(Collected data)
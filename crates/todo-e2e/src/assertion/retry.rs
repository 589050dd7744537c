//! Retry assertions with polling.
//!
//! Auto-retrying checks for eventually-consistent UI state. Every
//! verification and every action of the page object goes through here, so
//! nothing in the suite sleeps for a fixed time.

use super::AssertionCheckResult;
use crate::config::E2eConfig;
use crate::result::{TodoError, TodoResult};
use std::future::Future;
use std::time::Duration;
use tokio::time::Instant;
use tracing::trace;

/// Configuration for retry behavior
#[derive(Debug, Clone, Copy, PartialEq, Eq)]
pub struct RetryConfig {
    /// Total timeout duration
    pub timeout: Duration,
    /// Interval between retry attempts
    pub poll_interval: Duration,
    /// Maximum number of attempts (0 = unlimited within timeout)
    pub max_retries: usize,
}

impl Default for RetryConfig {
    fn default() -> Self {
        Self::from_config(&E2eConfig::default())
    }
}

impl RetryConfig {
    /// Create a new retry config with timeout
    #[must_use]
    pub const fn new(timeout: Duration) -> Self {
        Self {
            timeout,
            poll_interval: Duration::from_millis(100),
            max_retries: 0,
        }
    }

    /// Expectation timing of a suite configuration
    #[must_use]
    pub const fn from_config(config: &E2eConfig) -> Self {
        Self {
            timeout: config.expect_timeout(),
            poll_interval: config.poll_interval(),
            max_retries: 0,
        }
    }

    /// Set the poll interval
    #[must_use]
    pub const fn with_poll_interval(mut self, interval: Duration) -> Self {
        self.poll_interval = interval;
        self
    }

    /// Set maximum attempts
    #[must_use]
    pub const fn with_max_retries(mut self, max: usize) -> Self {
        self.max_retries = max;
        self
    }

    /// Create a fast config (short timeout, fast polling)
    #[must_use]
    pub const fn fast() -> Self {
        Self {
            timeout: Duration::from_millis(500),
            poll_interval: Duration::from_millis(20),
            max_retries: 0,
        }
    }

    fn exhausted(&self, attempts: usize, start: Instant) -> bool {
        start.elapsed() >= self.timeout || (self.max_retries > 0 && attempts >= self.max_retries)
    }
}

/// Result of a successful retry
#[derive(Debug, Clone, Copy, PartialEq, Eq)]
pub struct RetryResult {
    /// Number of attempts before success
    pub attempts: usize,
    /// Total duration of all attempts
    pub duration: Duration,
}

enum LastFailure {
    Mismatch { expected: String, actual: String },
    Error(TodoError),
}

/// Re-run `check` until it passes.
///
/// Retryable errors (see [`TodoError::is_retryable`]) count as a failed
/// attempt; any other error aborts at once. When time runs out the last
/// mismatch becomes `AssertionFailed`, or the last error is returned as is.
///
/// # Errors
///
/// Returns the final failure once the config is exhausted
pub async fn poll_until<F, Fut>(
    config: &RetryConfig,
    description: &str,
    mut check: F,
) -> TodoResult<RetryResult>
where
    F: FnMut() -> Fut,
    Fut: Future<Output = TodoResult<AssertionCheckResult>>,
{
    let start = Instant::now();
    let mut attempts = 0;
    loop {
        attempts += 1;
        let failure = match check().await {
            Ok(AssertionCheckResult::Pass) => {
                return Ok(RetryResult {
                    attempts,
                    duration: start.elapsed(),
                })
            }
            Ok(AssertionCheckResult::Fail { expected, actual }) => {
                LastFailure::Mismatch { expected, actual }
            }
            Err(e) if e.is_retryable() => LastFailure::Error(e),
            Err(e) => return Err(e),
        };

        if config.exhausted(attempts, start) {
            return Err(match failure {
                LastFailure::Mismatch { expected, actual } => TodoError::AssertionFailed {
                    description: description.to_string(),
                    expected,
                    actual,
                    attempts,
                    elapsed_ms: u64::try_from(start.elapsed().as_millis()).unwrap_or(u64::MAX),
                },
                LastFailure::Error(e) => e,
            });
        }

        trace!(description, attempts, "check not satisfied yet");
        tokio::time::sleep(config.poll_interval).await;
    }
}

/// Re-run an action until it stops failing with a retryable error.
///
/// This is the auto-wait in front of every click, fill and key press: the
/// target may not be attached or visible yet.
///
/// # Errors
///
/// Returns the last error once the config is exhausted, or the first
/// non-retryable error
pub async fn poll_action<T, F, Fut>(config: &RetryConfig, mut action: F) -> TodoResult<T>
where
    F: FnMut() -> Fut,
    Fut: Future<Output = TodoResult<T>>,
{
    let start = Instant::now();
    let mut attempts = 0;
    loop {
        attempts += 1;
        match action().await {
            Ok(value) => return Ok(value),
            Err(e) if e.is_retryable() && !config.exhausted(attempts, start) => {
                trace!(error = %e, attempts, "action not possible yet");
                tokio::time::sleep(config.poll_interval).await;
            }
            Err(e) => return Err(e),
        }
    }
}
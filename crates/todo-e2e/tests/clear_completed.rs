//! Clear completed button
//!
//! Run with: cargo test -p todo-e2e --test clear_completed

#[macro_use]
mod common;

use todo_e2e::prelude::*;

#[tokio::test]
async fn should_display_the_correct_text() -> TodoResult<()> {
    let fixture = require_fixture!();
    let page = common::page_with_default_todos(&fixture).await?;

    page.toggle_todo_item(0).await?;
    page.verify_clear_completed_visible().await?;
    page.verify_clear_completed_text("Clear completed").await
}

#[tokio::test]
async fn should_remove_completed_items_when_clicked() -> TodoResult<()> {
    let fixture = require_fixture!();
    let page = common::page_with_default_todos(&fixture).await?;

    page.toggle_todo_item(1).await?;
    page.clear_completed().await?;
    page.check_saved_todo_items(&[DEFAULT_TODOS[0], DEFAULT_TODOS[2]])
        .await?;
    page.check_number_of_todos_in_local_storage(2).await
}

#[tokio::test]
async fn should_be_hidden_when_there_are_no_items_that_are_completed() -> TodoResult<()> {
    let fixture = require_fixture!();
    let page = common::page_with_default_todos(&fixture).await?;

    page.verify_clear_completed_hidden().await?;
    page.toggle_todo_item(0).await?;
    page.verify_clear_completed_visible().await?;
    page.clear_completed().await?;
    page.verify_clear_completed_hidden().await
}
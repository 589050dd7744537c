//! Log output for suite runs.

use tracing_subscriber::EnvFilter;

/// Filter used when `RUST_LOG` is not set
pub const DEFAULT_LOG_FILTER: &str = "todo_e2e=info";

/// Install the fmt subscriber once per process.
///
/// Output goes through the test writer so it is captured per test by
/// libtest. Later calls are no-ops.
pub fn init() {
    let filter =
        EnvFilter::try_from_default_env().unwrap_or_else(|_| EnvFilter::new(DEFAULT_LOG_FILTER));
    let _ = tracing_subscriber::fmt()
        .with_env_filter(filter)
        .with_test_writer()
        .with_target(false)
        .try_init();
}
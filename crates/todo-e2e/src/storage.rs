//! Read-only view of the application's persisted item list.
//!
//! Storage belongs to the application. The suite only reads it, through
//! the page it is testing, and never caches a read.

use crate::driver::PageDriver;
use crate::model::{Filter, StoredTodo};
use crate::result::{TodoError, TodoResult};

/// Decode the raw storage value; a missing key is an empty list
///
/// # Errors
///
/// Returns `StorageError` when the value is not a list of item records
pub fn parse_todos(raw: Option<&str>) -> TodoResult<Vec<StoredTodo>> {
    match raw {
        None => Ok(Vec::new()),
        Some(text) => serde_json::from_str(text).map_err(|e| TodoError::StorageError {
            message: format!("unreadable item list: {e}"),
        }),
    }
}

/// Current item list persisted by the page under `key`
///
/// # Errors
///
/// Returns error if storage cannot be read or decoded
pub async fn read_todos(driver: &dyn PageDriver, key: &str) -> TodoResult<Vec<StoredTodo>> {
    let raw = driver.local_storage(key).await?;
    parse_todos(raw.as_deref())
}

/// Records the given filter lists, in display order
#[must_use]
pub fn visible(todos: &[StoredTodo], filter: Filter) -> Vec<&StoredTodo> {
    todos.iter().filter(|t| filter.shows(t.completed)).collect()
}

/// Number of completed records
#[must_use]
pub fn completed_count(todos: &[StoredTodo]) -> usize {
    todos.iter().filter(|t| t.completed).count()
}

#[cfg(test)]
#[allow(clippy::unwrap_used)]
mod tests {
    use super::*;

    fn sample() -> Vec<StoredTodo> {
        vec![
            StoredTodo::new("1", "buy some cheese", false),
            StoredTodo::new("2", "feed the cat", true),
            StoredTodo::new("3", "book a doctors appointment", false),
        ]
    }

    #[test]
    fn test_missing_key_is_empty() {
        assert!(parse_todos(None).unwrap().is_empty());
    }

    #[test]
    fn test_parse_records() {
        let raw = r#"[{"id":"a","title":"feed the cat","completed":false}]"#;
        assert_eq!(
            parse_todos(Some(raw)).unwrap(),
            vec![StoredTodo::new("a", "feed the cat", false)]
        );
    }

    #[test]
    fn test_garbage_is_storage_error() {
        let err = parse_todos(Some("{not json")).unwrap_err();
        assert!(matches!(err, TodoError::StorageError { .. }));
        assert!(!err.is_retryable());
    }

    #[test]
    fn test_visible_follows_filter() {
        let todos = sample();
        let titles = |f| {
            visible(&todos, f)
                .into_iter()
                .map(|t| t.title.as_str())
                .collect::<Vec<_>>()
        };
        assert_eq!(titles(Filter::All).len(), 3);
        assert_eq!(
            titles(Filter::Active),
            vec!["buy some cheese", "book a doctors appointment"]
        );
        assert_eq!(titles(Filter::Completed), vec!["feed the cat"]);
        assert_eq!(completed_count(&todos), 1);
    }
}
---
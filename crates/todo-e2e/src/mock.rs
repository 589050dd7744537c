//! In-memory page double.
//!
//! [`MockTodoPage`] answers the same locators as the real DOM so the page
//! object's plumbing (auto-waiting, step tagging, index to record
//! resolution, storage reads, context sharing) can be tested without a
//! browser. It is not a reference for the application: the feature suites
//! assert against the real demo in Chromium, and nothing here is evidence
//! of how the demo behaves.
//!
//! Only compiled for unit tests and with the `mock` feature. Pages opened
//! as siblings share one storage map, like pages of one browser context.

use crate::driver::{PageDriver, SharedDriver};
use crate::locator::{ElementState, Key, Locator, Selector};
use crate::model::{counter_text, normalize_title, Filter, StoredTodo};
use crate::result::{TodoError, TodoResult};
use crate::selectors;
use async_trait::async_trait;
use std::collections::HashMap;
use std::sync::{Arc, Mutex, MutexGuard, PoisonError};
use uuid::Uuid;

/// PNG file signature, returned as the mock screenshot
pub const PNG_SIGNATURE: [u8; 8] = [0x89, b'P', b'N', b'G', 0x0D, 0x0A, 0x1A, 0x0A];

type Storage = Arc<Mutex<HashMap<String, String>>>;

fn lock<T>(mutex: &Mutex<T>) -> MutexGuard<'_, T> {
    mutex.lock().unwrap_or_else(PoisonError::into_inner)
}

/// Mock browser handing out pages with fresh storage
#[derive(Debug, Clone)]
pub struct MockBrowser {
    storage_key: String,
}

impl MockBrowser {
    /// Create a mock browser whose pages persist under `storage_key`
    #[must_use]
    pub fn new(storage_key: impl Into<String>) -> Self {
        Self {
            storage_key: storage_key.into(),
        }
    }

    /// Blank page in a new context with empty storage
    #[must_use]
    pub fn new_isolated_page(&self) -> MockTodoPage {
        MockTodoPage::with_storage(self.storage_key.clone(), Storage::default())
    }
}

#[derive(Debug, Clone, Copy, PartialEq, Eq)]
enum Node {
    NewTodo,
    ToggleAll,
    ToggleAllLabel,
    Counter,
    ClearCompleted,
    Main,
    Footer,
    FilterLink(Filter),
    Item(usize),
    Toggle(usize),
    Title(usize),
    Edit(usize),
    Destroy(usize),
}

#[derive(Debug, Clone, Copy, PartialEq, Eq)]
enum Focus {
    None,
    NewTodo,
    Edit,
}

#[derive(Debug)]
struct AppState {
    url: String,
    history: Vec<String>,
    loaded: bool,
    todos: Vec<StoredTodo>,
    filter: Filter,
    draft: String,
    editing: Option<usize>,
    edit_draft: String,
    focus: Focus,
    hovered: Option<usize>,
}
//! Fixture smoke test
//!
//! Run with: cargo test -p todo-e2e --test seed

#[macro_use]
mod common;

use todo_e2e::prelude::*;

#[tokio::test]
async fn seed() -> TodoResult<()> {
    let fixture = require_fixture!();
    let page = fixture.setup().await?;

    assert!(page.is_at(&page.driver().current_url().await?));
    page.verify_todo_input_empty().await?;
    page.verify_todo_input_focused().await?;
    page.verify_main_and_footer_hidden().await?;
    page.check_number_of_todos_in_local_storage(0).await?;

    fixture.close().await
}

Goal of the exercise =
Total lines with "model" in the records above: report that figure alone.

Answer area =
2